Information given:
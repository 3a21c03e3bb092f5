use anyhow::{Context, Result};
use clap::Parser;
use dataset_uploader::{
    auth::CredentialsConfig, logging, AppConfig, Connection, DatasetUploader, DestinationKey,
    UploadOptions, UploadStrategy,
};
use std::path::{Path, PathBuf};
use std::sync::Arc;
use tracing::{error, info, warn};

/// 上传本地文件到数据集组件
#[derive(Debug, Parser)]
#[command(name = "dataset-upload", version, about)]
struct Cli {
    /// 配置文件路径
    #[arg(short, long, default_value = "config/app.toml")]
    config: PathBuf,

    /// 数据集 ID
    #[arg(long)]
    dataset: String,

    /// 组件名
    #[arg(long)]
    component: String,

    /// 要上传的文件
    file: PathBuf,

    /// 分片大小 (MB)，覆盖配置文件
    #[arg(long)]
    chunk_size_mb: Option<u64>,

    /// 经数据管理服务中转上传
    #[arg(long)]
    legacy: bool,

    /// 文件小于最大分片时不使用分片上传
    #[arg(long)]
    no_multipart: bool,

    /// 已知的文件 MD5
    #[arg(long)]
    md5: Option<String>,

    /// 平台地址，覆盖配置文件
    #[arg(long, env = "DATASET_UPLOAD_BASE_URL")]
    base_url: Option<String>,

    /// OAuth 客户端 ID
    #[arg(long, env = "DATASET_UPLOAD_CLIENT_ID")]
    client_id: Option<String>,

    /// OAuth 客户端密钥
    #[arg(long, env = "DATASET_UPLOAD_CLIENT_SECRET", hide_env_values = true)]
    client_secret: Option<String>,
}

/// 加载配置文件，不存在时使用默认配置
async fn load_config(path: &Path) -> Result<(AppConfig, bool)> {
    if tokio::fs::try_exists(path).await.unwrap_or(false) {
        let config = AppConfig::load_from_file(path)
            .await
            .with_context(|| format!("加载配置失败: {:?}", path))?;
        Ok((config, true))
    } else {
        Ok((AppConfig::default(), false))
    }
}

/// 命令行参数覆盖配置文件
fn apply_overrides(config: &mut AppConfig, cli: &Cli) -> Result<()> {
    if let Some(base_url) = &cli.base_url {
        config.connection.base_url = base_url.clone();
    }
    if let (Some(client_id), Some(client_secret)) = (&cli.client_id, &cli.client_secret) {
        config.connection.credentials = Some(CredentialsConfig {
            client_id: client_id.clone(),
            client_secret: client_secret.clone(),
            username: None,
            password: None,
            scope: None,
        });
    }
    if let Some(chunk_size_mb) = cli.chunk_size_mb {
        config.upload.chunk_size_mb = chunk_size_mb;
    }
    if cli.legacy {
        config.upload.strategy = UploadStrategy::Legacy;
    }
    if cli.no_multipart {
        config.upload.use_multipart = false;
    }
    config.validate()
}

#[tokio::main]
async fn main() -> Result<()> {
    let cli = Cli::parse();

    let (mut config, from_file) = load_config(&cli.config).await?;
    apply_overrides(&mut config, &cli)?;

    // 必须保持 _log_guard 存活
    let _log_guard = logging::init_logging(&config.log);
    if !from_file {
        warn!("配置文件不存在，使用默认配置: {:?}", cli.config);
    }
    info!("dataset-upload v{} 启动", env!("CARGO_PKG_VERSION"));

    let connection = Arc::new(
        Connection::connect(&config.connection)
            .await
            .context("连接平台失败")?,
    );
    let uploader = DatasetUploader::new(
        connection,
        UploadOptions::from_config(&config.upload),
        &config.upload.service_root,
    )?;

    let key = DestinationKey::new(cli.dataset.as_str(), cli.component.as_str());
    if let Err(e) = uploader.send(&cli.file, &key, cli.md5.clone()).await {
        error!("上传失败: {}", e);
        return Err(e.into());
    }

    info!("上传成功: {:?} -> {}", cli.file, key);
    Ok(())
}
--
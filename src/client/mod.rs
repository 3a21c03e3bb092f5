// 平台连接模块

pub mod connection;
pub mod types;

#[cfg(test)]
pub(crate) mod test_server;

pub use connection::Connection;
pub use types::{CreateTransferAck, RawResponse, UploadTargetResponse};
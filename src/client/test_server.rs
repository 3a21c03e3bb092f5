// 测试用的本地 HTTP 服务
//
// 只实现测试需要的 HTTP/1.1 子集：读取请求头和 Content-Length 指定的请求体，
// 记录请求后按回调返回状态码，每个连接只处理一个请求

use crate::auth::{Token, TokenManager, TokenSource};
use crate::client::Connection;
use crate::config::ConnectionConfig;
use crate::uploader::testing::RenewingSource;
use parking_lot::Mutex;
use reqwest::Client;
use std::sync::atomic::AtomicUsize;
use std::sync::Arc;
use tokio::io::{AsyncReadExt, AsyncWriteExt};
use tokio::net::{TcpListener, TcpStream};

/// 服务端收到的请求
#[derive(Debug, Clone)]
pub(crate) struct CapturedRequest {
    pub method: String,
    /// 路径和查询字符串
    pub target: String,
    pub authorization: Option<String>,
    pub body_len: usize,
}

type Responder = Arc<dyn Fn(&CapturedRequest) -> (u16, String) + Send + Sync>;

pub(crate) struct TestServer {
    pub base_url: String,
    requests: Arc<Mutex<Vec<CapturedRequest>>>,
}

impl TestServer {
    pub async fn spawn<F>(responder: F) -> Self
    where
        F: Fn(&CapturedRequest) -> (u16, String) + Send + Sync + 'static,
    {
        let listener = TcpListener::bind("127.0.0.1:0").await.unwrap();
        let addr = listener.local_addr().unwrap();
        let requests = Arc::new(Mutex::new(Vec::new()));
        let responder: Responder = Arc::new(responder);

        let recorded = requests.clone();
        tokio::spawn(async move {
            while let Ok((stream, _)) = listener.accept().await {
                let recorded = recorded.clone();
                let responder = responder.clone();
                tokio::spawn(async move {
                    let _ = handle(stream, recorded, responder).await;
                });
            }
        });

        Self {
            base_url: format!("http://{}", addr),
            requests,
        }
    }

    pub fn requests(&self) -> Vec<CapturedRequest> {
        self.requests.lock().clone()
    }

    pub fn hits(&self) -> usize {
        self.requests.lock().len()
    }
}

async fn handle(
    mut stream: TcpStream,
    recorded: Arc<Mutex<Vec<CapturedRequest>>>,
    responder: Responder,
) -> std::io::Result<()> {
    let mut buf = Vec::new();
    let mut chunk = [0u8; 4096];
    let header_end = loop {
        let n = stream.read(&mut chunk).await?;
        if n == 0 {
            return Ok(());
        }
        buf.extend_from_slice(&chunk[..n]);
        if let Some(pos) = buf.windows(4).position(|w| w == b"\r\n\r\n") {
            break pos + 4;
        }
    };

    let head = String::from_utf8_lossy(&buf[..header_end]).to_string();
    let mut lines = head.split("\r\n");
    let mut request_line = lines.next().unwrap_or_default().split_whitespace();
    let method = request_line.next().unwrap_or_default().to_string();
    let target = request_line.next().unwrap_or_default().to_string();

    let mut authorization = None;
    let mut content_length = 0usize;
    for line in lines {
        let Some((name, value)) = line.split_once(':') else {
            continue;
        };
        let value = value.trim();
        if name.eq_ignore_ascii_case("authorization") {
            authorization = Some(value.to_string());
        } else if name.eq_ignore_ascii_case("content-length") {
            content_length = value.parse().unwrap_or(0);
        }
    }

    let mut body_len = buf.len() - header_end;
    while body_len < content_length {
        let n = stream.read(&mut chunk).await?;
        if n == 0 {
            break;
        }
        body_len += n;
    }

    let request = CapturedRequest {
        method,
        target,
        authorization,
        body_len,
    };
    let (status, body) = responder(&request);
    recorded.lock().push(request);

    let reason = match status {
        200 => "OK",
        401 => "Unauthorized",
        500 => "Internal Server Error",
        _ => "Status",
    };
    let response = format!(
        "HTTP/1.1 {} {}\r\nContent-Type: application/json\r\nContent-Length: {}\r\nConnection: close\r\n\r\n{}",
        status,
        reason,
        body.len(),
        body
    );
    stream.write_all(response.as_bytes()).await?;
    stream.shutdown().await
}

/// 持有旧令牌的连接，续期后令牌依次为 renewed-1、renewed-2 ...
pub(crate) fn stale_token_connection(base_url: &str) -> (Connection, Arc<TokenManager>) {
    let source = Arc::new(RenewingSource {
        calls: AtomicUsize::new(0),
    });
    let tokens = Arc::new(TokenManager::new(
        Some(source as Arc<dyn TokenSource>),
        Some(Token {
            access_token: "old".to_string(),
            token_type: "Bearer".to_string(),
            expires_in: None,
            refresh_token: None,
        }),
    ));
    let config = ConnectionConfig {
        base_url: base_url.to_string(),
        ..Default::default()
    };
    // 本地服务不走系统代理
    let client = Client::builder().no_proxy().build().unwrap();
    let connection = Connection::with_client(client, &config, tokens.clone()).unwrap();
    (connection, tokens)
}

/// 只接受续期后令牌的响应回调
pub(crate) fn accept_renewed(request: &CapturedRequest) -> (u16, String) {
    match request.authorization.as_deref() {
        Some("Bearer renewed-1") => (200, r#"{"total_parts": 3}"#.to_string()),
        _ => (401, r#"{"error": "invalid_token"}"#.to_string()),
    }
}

What is required: Filter the listing above so that only lines holding the word "TokenManager" remain, and report those lines.

Answer to this problem:
use crate::auth::{Token, TokenManager, TokenSource};
pub(crate) fn stale_token_connection(base_url: &str) -> (Connection, Arc<TokenManager>) {
    let tokens = Arc::new(TokenManager::new(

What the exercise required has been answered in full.